September 10th, 2012
In the new Ofcom Broadcast Bulletin, three Aberdeen commercial stations were censured for carrying political adverts.
You’d have thought that not carrying political adverts was bread and butter for any station management – and yes, community stations do run under the same rules as our commercial comrades – however, the stations tried to claim that the ads were not political.

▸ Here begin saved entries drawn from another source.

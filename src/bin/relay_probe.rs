//! CLI tool for locating the relay and reading webhook logs through it
//!
//! Usage:
//!   webhook-relay-probe discover [--json]
//!   webhook-relay-probe token new
//!   webhook-relay-probe token check <token>
//!   webhook-relay-probe logs <token> [--count <n>] [--json]

use anyhow::{bail, Result};
use clap::{Parser, Subcommand};
use std::path::PathBuf;
use tracing::Level;
use tracing_subscriber::FmtSubscriber;
use webhook_relay::discovery::DEFAULT_PROBE_TIMEOUT;
use webhook_relay::webhook::DEFAULT_LOG_COUNT;
use webhook_relay::{Discovery, RelayConfig, RelayEndpoint, RelayProbe, WebhookClient, WebhookToken};

/// CLI tool for locating the webhook relay
#[derive(Parser, Debug)]
#[command(name = "webhook-relay-probe")]
#[command(author = "WebhookRelay Contributors")]
#[command(version = "1.0.0")]
#[command(about = "Locate the webhook relay and read captured requests through it")]
struct Args {
    /// Config file shared with the relay
    #[arg(long, env = "RELAY_CONFIG", default_value = "./config.json")]
    config: PathBuf,

    /// Host the relay listens on
    #[arg(long, default_value = "localhost")]
    host: String,

    #[command(subcommand)]
    command: Commands,
}

#[derive(Subcommand, Debug)]
enum Commands {
    /// Find the port the relay ended up on
    Discover {
        /// Output as JSON
        #[arg(long)]
        json: bool,
    },

    /// Generate or validate webhook tokens
    Token {
        #[command(subcommand)]
        action: TokenAction,
    },

    /// Show captured requests for a token
    Logs {
        /// Webhook token (GUID)
        token: String,

        /// Number of requests to fetch
        #[arg(short = 'n', long, default_value_t = DEFAULT_LOG_COUNT)]
        count: u32,

        /// Output as JSON
        #[arg(long)]
        json: bool,
    },
}

#[derive(Subcommand, Debug)]
enum TokenAction {
    /// Generate a new token and print its webhook URL
    New,

    /// Check that a token is a valid GUID
    Check {
        token: String,
    },
}

#[tokio::main]
async fn main() -> Result<()> {
    let args = Args::parse();

    FmtSubscriber::builder()
        .with_max_level(Level::WARN)
        .with_target(false)
        .compact()
        .init();

    let config = RelayConfig::load(&args.config)?;

    match args.command {
        Commands::Discover { json } => {
            let endpoint = discover(&config, &args.host).await?;

            if json {
                println!("{}", serde_json::to_string_pretty(&endpoint)?);
            } else {
                println!("Proxy connected");
                println!("  Port:     {}", endpoint.port);
                println!("  Health:   {}", endpoint.health_url());
                println!("  API base: {}", endpoint.api_url);
            }
        }

        Commands::Token { action } => match action {
            TokenAction::New => {
                let token = WebhookToken::generate();
                println!("Token:       {}", token);
                println!("Webhook URL: {}", token.webhook_url(&config.upstream_origin));
            }
            TokenAction::Check { token } => {
                let token: WebhookToken = token.parse()?;
                println!("Valid token: {}", token);
            }
        },

        Commands::Logs { token, count, json } => {
            let token: WebhookToken = token.parse()?;
            let endpoint = discover(&config, &args.host).await?;

            let client = WebhookClient::new(reqwest::Client::new(), endpoint);
            let entries = client.fetch_log(&token, count).await?;

            if json {
                println!("{}", serde_json::to_string_pretty(&entries)?);
                return Ok(());
            }

            if entries.is_empty() {
                println!("No requests captured for {}", token);
                return Ok(());
            }

            println!("{:<38} {:<8} {:<30} {:<30}", "ID", "METHOD", "RECEIVED", "PATH");
            println!("{}", "-".repeat(109));

            for entry in &entries {
                println!(
                    "{:<38} {:<8} {:<30} {:<30}",
                    field(entry, &["/Id", "/id"]),
                    field(entry, &["/MessageObject/Method", "/method"]).to_uppercase(),
                    field(entry, &["/Date", "/timestamp"]),
                    field(entry, &["/MessageObject/Value", "/path", "/url"]),
                );
            }

            println!("\nTotal: {} request(s)", entries.len());
        }
    }

    Ok(())
}

async fn discover(config: &RelayConfig, host: &str) -> Result<RelayEndpoint> {
    let probe = RelayProbe::new(host, &config.path_prefix, DEFAULT_PROBE_TIMEOUT)?;

    match probe.discover(config.preferred_port, config.fallback_ports).await {
        Discovery::Found(endpoint) => Ok(endpoint),
        Discovery::NotFound { attempted } => {
            eprintln!("Proxy disconnected");
            bail!(
                "no relay answered on {} (tried ports {:?})",
                host,
                attempted
            )
        }
    }
}

/// First present field among the JSON `pointers`, rendered as text.
/// Backend records nest method and path under `MessageObject`.
fn field(entry: &serde_json::Value, pointers: &[&str]) -> String {
    pointers
        .iter()
        .find_map(|p| entry.pointer(p))
        .map(|v| match v {
            serde_json::Value::String(s) => s.clone(),
            other => other.to_string(),
        })
        .unwrap_or_else(|| "-".to_string())
}

#[cfg(test)]
mod tests {
    use super::*;
    use serde_json::json;

    #[test]
    fn test_field_reads_nested_message_object() {
        let entry = json!({
            "Id": "42",
            "Date": "2024-01-01T00:00:00Z",
            "MessageObject": { "Method": "post", "Value": "/123e4567/orders" }
        });

        assert_eq!(field(&entry, &["/Id", "/id"]), "42");
        assert_eq!(field(&entry, &["/MessageObject/Method", "/method"]), "post");
        assert_eq!(field(&entry, &["/MessageObject/Value", "/path", "/url"]), "/123e4567/orders");
    }

    #[test]
    fn test_field_falls_back_to_top_level_keys() {
        let entry = json!({ "id": 7, "method": "GET", "url": "/hook" });

        assert_eq!(field(&entry, &["/Id", "/id"]), "7");
        assert_eq!(field(&entry, &["/MessageObject/Method", "/method"]), "GET");
        assert_eq!(field(&entry, &["/MessageObject/Value", "/path", "/url"]), "/hook");
        assert_eq!(field(&entry, &["/Date", "/timestamp"]), "-");
    }
}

Here’s the detail – there’s a big development in Aberdeen that has got local people quite concerned so the city council are holding a referendum. The ads – both for and against – were not made by political parties, or indeed constituted groups of a political or religious nature, and this is what the stations tried to claim made them non political. But the law – the Broadcasting Act – in
Section 321(2) explains that an advertisement contravenes the prohibition on political
advertising if it is:
a) an advertisement which is inserted by or on behalf of a body whose objects
are wholly or mainly of a political nature;
b) an advertisement which is directed towards a political end; or
c) an advertisement which has a connection with an industrial dispute.
Ofcom are also clear that a local referendum falls within the remit of these rules.
With such polls likely to multiply in the future, the Toolkit advises caution in this area, giving proper balance in all coverage and avoiding all connected ads like the plague. One exception will be ads designed to encourage turn out – so long as there’s no ‘steer’ in what they say. It’s well worth reading the judgement.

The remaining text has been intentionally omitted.